After Jim sang solos in Handel’s “Messiah” backed by a 200-voice choir at Brigham Young University, he won a full music scholarship to the University of Indiana.
Instead, he chose to follow his dad’s advice: “Get your dental degree and sing as much or as little as you wish.”
And, go to USC, his dad added. It was his alma mater, and, where, “dad prevailed on me, I might be able to get two birds with one stone.”
So, he entered USC dental school at 18, the youngest of his class.
He got his jump start thanks to his Mormon parents’ two-year missionary stint in Uruguay. His education there was so exemplary he skipped three years of high school when he returned to the states.
He opened his dental office in 1965 in the Larchmont Medical Building, the year it was built, and later moved to his current site at 411 N. Larchmont. (Drs. Kathleen Siu and Thomas Tanbonliong share the space with him today.) He was the ethics chairman for the L.A. Dental Society and a member of the Southern Calif. Society of Pediatric Dentists, among other posts in his long career.
Early years were difficult establishing himself, he recalls, yet he brightened smiles of some of the rich and famous’ children’s smiles, including Nat King Cole’s and Muhammad Ali’s.
Irina was also a hard worker. Born in Tehran of Armenian and Russian immigrants, she fled Iran with her family during the revolution to the U.S., where her father was able to re-establish his physician practice.
She attended USC on a scholarship and also won a Fulbright Scholarship to the Vienna Academy of Music; James performed “Othello” excerpts with her in the Schubert Hall of the Vienna Koncert Haus.
She went on to win first place in national auditions for the San Francisco Opera.
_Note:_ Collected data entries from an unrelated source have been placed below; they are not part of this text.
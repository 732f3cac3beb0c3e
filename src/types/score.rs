//! Scoring structures: per-pattern points, per-snippet analysis, per-label tallies

use serde::{Deserialize, Serialize};

use crate::types::{Actor, EvidenceSource, Role};

/// Point breakdown for one pattern against one token stream
#[derive(Debug, Clone, Copy, Default, PartialEq, Serialize, Deserialize)]
pub struct PatternScore {
    /// Matched keywords (1 each, 0.5 if negated)
    pub keyword_points: f64,
    /// Matched tonality words after strong/weak and negation weighting
    pub tonality_points: f64,
    /// Matched behavior phrases (1 each, 0.5 if negated)
    pub behavior_points: f64,
    /// Weighted sum of the three
    pub raw: f64,
    /// Normalized score: raw / pattern maximum (0.0-1.0)
    pub score: f64,
}

impl PatternScore {
    pub fn zero() -> Self {
        Self::default()
    }
}

/// Best Actor and Role for a single snippet
#[derive(Debug, Clone, Copy, PartialEq, Serialize, Deserialize)]
#[serde(rename_all = "camelCase")]
pub struct ContentAnalysis {
    pub actor: Actor,
    pub role: Role,
    pub actor_score: f64,
    pub role_score: f64,
}

impl ContentAnalysis {
    pub fn unknown() -> Self {
        Self {
            actor: Actor::Unknown,
            role: Role::Unknown,
            actor_score: 0.0,
            role_score: 0.0,
        }
    }
}

/// Contributions to one label split by evidence tier
#[derive(Debug, Clone, Copy, Default, PartialEq, Serialize, Deserialize)]
pub struct SourceTotals {
    pub wb: f64,
    pub abe: f64,
    pub osr: f64,
}

impl SourceTotals {
    pub fn get(&self, source: EvidenceSource) -> f64 {
        match source {
            EvidenceSource::Wb => self.wb,
            EvidenceSource::Abe => self.abe,
            EvidenceSource::Osr => self.osr,
        }
    }

    pub fn add(&mut self, source: EvidenceSource, by: f64) {
        match source {
            EvidenceSource::Wb => self.wb += by,
            EvidenceSource::Abe => self.abe += by,
            EvidenceSource::Osr => self.osr += by,
        }
    }
}

/// Aggregated standing of one label across a session
#[derive(Debug, Clone, PartialEq, Serialize, Deserialize)]
pub struct Candidate<L> {
    pub key: L,
    pub score: f64,
    pub sources: SourceTotals,
}

impl<L> Candidate<L> {
    pub fn new(key: L) -> Self {
        Self {
            key,
            score: 0.0,
            sources: SourceTotals::default(),
        }
    }
}
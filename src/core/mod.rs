//! Core modules for actorrole

pub mod normalizer;
pub mod registry;
pub mod scorer;
pub mod aggregator;
pub mod tie_break;
pub mod confidence;
pub mod drift;
pub mod detector;
pub mod input;
pub mod api;

pub use normalizer::{normalize, tokenize, has_negation_before};
pub use registry::{composite_name, lookup_composite, ACTOR_PATTERNS, ROLE_PATTERNS};
pub use scorer::PatternScorer;
pub use aggregator::{aggregate, AxisTally, SessionTally};
pub use tie_break::{resolve, AxisResolution};
pub use confidence::{estimate, estimate_banded};
pub use drift::DriftCalculator;
pub use detector::ActorRoleDetector;
pub use input::{parse_evidence_line, read_evidence, EvidenceLine};
pub use api::{create_router, run_server};
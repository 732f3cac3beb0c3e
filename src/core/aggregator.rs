//! Evidence aggregator: per-snippet winners → per-label weighted totals
//!
//! Only each snippet's best (non-Unknown) Actor and Role accumulate.
//! Bonus deltas apply to existing candidates only.

use tracing::debug;

use crate::core::scorer::PatternScorer;
use crate::types::{Actor, AxisLabel, BonusOptions, Candidate, EvidenceSource, Role, SessionEvidence};
use crate::ASPECT_NOTE_BONUS;

/// Candidates for one axis in first-seen order
#[derive(Debug, Clone)]
pub struct AxisTally<L> {
    candidates: Vec<Candidate<L>>,
}

impl<L: AxisLabel> Default for AxisTally<L> {
    fn default() -> Self {
        Self::new()
    }
}

impl<L: AxisLabel> AxisTally<L> {
    pub fn new() -> Self {
        Self { candidates: Vec::new() }
    }

    /// Credit `by` to a label from one source; Unknown is ignored
    pub fn add(&mut self, key: L, source: EvidenceSource, by: f64) {
        if key.is_unknown() {
            return;
        }
        let index = match self.candidates.iter().position(|c| c.key == key) {
            Some(i) => i,
            None => {
                self.candidates.push(Candidate::new(key));
                self.candidates.len() - 1
            }
        };
        let candidate = &mut self.candidates[index];
        candidate.score += by;
        candidate.sources.add(source, by);
    }

    /// Flat delta on every existing candidate total
    pub fn bump_all(&mut self, by: f64) {
        for candidate in &mut self.candidates {
            candidate.score += by;
        }
    }

    pub fn is_empty(&self) -> bool {
        self.candidates.is_empty()
    }

    pub fn len(&self) -> usize {
        self.candidates.len()
    }

    pub fn get(&self, key: L) -> Option<&Candidate<L>> {
        self.candidates.iter().find(|c| c.key == key)
    }

    /// Descending by total; equal totals keep first-seen order
    pub fn ranked(&self) -> Vec<Candidate<L>> {
        let mut ranked = self.candidates.clone();
        ranked.sort_by(|a, b| b.score.total_cmp(&a.score));
        ranked
    }
}

/// Both axes after aggregation and bonuses
#[derive(Debug, Clone, Default)]
pub struct SessionTally {
    pub actors: AxisTally<Actor>,
    pub roles: AxisTally<Role>,
}

/// Fold a session's evidence into weighted per-label totals
pub fn aggregate(
    scorer: &PatternScorer,
    evidence: &SessionEvidence,
    bonus: Option<&BonusOptions>,
) -> SessionTally {
    let mut tally = SessionTally::default();

    for (source, snippet) in evidence.scored_snippets() {
        let weight = source.weight();
        let analysis = scorer.analyze(snippet);
        tally.actors.add(analysis.actor, source, analysis.actor_score * weight);
        tally.roles.add(analysis.role, source, analysis.role_score * weight);
    }

    // Probed clarifications inform the Actor axis only
    let weight = EvidenceSource::Osr.weight();
    for text in evidence.osr_probes.iter().filter_map(|p| p.clarification()) {
        let analysis = scorer.analyze(text);
        tally.actors.add(analysis.actor, EvidenceSource::Osr, analysis.actor_score * weight);
    }

    if let Some(bonus) = bonus {
        apply_bonus(&mut tally, bonus);
    }

    debug!(
        actors = tally.actors.len(),
        roles = tally.roles.len(),
        "evidence aggregated"
    );

    tally
}

fn apply_bonus(tally: &mut SessionTally, bonus: &BonusOptions) {
    if let Some(delta) = bonus.actor_bonus.filter(|d| *d != 0.0) {
        tally.actors.bump_all(delta);
    }
    if let Some(delta) = bonus.role_bonus.filter(|d| *d != 0.0) {
        tally.roles.bump_all(delta);
    }
    if !bonus.aspect_notes.is_empty() {
        tally.actors.bump_all(ASPECT_NOTE_BONUS);
        tally.roles.bump_all(ASPECT_NOTE_BONUS);
    }
}

#[cfg(test)]
mod tests {
    use super::*;
    use crate::types::{OsrProbe, ProbeKind, ProbeMapping};

    #[test]
    fn test_tally_ignores_unknown() {
        let mut tally: AxisTally<Actor> = AxisTally::new();
        tally.add(Actor::Unknown, EvidenceSource::Wb, 1.0);
        assert!(tally.is_empty());
    }

    #[test]
    fn test_ranked_is_stable_on_equal_totals() {
        let mut tally = AxisTally::new();
        tally.add(Actor::Empath, EvidenceSource::Abe, 0.3);
        tally.add(Actor::Initiator, EvidenceSource::Wb, 0.3);
        tally.add(Actor::Architect, EvidenceSource::Wb, 0.5);
        let keys: Vec<Actor> = tally.ranked().iter().map(|c| c.key).collect();
        assert_eq!(keys, vec![Actor::Architect, Actor::Empath, Actor::Initiator]);
    }

    #[test]
    fn test_source_subtotals_accumulate() {
        let mut tally = AxisTally::new();
        tally.add(Role::DirectFast, EvidenceSource::Wb, 0.2);
        tally.add(Role::DirectFast, EvidenceSource::Abe, 0.1);
        tally.add(Role::DirectFast, EvidenceSource::Wb, 0.2);
        let c = tally.get(Role::DirectFast).unwrap();
        assert!((c.score - 0.5).abs() < 1e-12);
        assert!((c.sources.wb - 0.4).abs() < 1e-12);
        assert!((c.sources.abe - 0.1).abs() < 1e-12);
    }

    #[test]
    fn test_bonus_never_creates_candidates() {
        let evidence = SessionEvidence::new();
        let bonus = BonusOptions {
            actor_bonus: Some(0.3),
            role_bonus: Some(0.3),
            aspect_notes: vec!["note".into()],
        };
        let tally = aggregate(&PatternScorer::new(), &evidence, Some(&bonus));
        assert!(tally.actors.is_empty());
        assert!(tally.roles.is_empty());
    }

    #[test]
    fn test_aspect_notes_add_uniform_nudge() {
        let evidence = SessionEvidence {
            wb_patterns: vec!["I ignite and launch things".into()],
            ..Default::default()
        };
        let scorer = PatternScorer::new();
        let plain = aggregate(&scorer, &evidence, None);
        let bonus = BonusOptions {
            aspect_notes: vec!["fire-heavy chart".into()],
            ..Default::default()
        };
        let nudged = aggregate(&scorer, &evidence, Some(&bonus));

        let before = plain.actors.get(Actor::Initiator).unwrap().score;
        let after = nudged.actors.get(Actor::Initiator).unwrap().score;
        assert!((after - before - ASPECT_NOTE_BONUS).abs() < 1e-12);
    }

    #[test]
    fn test_probes_feed_actor_axis_only() {
        let evidence = SessionEvidence {
            osr_probes: vec![
                OsrProbe::new("m1", ProbeKind::Direction, ProbeMapping::Driver)
                    .with_text("I nurture and protect, warm and direct"),
                OsrProbe::new("m2", ProbeKind::Tone, ProbeMapping::Role),
            ],
            ..Default::default()
        };
        let tally = aggregate(&PatternScorer::new(), &evidence, None);
        let nurturer = tally.actors.get(Actor::Nurturer).unwrap();
        assert!(nurturer.sources.osr > 0.0);
        assert_eq!(nurturer.sources.wb, 0.0);
        assert!(tally.roles.is_empty());
    }

    #[test]
    fn test_abe_weighs_half_of_wb() {
        let text = "I ignite and launch things";
        let scorer = PatternScorer::new();
        let wb = aggregate(&scorer, &SessionEvidence { wb_patterns: vec![text.into()], ..Default::default() }, None);
        let abe = aggregate(&scorer, &SessionEvidence { abe_patterns: vec![text.into()], ..Default::default() }, None);
        let wb_total = wb.actors.get(Actor::Initiator).unwrap().score;
        let abe_total = abe.actors.get(Actor::Initiator).unwrap().score;
        assert!((abe_total * 2.0 - wb_total).abs() < 1e-12);
    }
}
A painting of the city’s famously crooked Lombard Street hangs near a grand piano.
The petite, blonde is fluent in Russian and can play Chopin with ease. “I was a piano major the first four years, then my love of opera took over,” she explains of her two degrees.
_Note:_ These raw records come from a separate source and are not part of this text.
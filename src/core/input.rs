//! Evidence input for the CLI: JSON files and prefixed interactive lines
//!
//! Line forms (prefixes are case-insensitive):
//!   WB: <text>
//!   ABE: <text>
//!   OSR: <text>
//!   PROBE <DRIVER|ROLE|INCONCLUSIVE> [area] [INVERSION|TONE|DIRECTION]: <text>

use std::io::Read;

use crate::types::{InputError, OsrPattern, OsrProbe, ProbeKind, ProbeMapping, SessionEvidence};

/// Probe kind when a PROBE line names none
pub const DEFAULT_PROBE_KIND: ProbeKind = ProbeKind::Direction;

/// One parsed interactive line
#[derive(Debug, Clone, PartialEq)]
pub enum EvidenceLine {
    Wb(String),
    Abe(String),
    Osr(String),
    Probe {
        mapped_to: ProbeMapping,
        kind: ProbeKind,
        area: Option<String>,
        text: String,
    },
}

/// Parse a prefixed evidence line
pub fn parse_evidence_line(line: &str) -> Result<EvidenceLine, InputError> {
    let line = line.trim();
    let malformed = || InputError::MalformedLine { line: line.to_string() };

    let (head, text) = line.split_once(':').ok_or_else(malformed)?;
    let text = text.trim().to_string();
    let mut words = head.split_whitespace();
    let tag = words.next().ok_or_else(malformed)?.to_ascii_uppercase();

    match tag.as_str() {
        "WB" | "ABE" | "OSR" if words.next().is_some() => Err(malformed()),
        "WB" => Ok(EvidenceLine::Wb(text)),
        "ABE" => Ok(EvidenceLine::Abe(text)),
        "OSR" => Ok(EvidenceLine::Osr(text)),
        "PROBE" => {
            let mapped_to: ProbeMapping = words.next().ok_or_else(malformed)?.parse()?;
            let mut kind = None;
            let mut area = None;
            for word in words {
                match word.parse::<ProbeKind>() {
                    Ok(_) if kind.is_some() => return Err(malformed()),
                    Ok(k) => kind = Some(k),
                    Err(_) if area.is_none() => area = Some(word.to_string()),
                    Err(_) => return Err(malformed()),
                }
            }
            Ok(EvidenceLine::Probe {
                mapped_to,
                kind: kind.unwrap_or(DEFAULT_PROBE_KIND),
                area,
                text,
            })
        }
        _ => Err(malformed()),
    }
}

impl EvidenceLine {
    /// Append this line to a session
    pub fn apply(self, evidence: &mut SessionEvidence) {
        match self {
            EvidenceLine::Wb(text) => evidence.wb_patterns.push(text),
            EvidenceLine::Abe(text) => evidence.abe_patterns.push(text),
            EvidenceLine::Osr(content) => evidence.osr_patterns.push(OsrPattern {
                content,
                response: "OSR".to_string(),
                note: None,
            }),
            EvidenceLine::Probe {
                mapped_to,
                kind,
                area,
                text,
            } => {
                let mirror_id = format!("line-{}", evidence.osr_probes.len() + 1);
                let mut probe = OsrProbe::new(mirror_id, kind, mapped_to);
                probe.area = area;
                if !text.is_empty() {
                    probe.text = Some(text);
                }
                evidence.osr_probes.push(probe);
            }
        }
    }
}

/// Read a JSON session from a file path, or stdin for "-"
pub fn read_evidence(path: &str) -> Result<SessionEvidence, InputError> {
    let content = if path == "-" {
        let mut buf = String::new();
        std::io::stdin()
            .read_to_string(&mut buf)
            .map_err(|source| InputError::Io {
                path: "<stdin>".to_string(),
                source,
            })?;
        buf
    } else {
        std::fs::read_to_string(path).map_err(|source| InputError::Io {
            path: path.to_string(),
            source,
        })?
    };
    Ok(serde_json::from_str(&content)?)
}
//! Integration tests for Slice 3 - drift index
//!
//! Probe mappings + areas → driftIndex, band, state dependence

use actorrole::core::ActorRoleDetector;
use actorrole::types::{
    DriftBand, DriftReason, OsrProbe, ProbeKind, ProbeMapping, SessionEvidence, ThematicArea,
};

fn probe(id: &str, mapped_to: ProbeMapping, area: &str) -> OsrProbe {
    OsrProbe::new(id, ProbeKind::Inversion, mapped_to).with_area(area)
}

#[test]
fn test_scenario_four_driver_one_role_across_areas() {
    let probes = vec![
        probe("m1", ProbeMapping::Driver, "work"),
        probe("m2", ProbeMapping::Driver, "relationships"),
        probe("m3", ProbeMapping::Driver, "home"),
        probe("m4", ProbeMapping::Driver, "work"),
        probe("m5", ProbeMapping::Role, "energy"),
    ];
    let d = ActorRoleDetector::shared().compute_drift_index(&probes);
    assert!((d.drift_index - 0.8).abs() < 1e-12);
    assert_eq!(d.evidence_n, 5);
    assert_eq!(d.band, DriftBand::Strong);
    assert!(!d.state_dependent);
    assert_eq!(d.reason, DriftReason::R025_DRIFT_STRONG);
    assert_eq!(
        d.areas_spanned,
        vec![ThematicArea::Energy, ThematicArea::Relationships, ThematicArea::Work, ThematicArea::Home]
    );
}

#[test]
fn test_all_driver_in_one_area_is_suppressed() {
    let probes: Vec<OsrProbe> = (0..4)
        .map(|i| probe(&format!("m{}", i), ProbeMapping::Driver, "boundaries"))
        .collect();
    let d = ActorRoleDetector::shared().compute_drift_index(&probes);
    assert_eq!(d.band, DriftBand::None);
    assert!(d.state_dependent);
    assert_eq!(d.drift_index, 1.0);
    assert_eq!(d.reason, DriftReason::R022_DRIFT_STATE_DEPENDENT);
}

#[test]
fn test_inconclusive_probes_widen_area_span() {
    // Areas come from every probe, so an INCONCLUSIVE probe can lift suppression
    let probes = vec![
        probe("m1", ProbeMapping::Driver, "work"),
        probe("m2", ProbeMapping::Driver, "work"),
        probe("m3", ProbeMapping::Driver, "work"),
        probe("m4", ProbeMapping::Inconclusive, "identity"),
    ];
    let d = ActorRoleDetector::shared().compute_drift_index(&probes);
    assert_eq!(d.evidence_n, 3);
    assert_eq!(d.areas_spanned.len(), 2);
    assert_eq!(d.band, DriftBand::Possible);
    assert!(!d.state_dependent);
}

#[test]
fn test_strong_needs_four_conclusive() {
    let probes = vec![
        probe("m1", ProbeMapping::Driver, "work"),
        probe("m2", ProbeMapping::Driver, "home"),
        probe("m3", ProbeMapping::Driver, "agency"),
    ];
    let d = ActorRoleDetector::shared().compute_drift_index(&probes);
    assert_eq!(d.band, DriftBand::Possible);
}

#[test]
fn test_role_leaning_is_below_threshold() {
    let probes = vec![
        probe("m1", ProbeMapping::Role, "work"),
        probe("m2", ProbeMapping::Role, "home"),
        probe("m3", ProbeMapping::Role, "agency"),
        probe("m4", ProbeMapping::Driver, "energy"),
    ];
    let d = ActorRoleDetector::shared().compute_drift_index(&probes);
    assert!((d.drift_index - 0.25).abs() < 1e-12);
    assert_eq!(d.band, DriftBand::None);
    assert_eq!(d.reason, DriftReason::R023_DRIFT_BELOW_THRESHOLD);
}

#[test]
fn test_composite_drift_absent_without_probes() {
    let evidence = SessionEvidence {
        wb_patterns: vec!["I build and organize with structure".into()],
        ..Default::default()
    };
    let c = ActorRoleDetector::shared().generate_composite(&evidence, None);
    assert!(c.drift.is_none());
    assert!(!c.drift_detected);
    assert!(!c.state_dependent());
}

#[test]
fn test_composite_reports_suppressed_drift() {
    let evidence = SessionEvidence {
        osr_probes: vec![
            probe("m1", ProbeMapping::Driver, "home"),
            probe("m2", ProbeMapping::Driver, "home"),
            probe("m3", ProbeMapping::Driver, "home"),
        ],
        ..Default::default()
    };
    let c = ActorRoleDetector::shared().generate_composite(&evidence, None);
    assert!(!c.drift_detected);
    assert!(c.state_dependent());
    assert_eq!(c.drift.as_ref().map(|d| d.band), Some(DriftBand::None));
}

#[test]
fn test_drift_json_field_names() {
    let d = ActorRoleDetector::shared().compute_drift_index(&[probe("m1", ProbeMapping::Driver, "work")]);
    let json = serde_json::to_value(&d).unwrap();
    assert!(json.get("driftIndex").is_some());
    assert!(json.get("evidenceN").is_some());
    assert!(json.get("areasSpanned").is_some());
    assert!(json.get("stateDependent").is_some());
    assert_eq!(json["band"], "NONE");
}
She also sang arias with opera companies in Rome, Seattle and Ojai, and she was a judge for the Metropolitan and Pavoroti auditions.
“Our lives were completely intertwined from the beginning by music,” Jim says at their S. Lucerne Blvd. home, which is decorated with chandeliers and Persian carpets, and which they share with their rescue German shepherd mix Ginger.
Having seen firsthand the commitment a music career “required to succeed as well as the countless sets of circumstances over which you have absolutely no control,” James father’s sage advice from years earlier resonates more than ever. “I am eternally grateful for his love, wisdom and guidance.”
He’s had a lot of fun along the way judging from a sleigh he holds with Mickey at the reins and Goofy hanging on in the rear. “It’s a marvelous piece. Goofy steals the show,” laughs Jim.
“You can see why kids like him,” smiles Irina, passing her husband an Armenian pastry.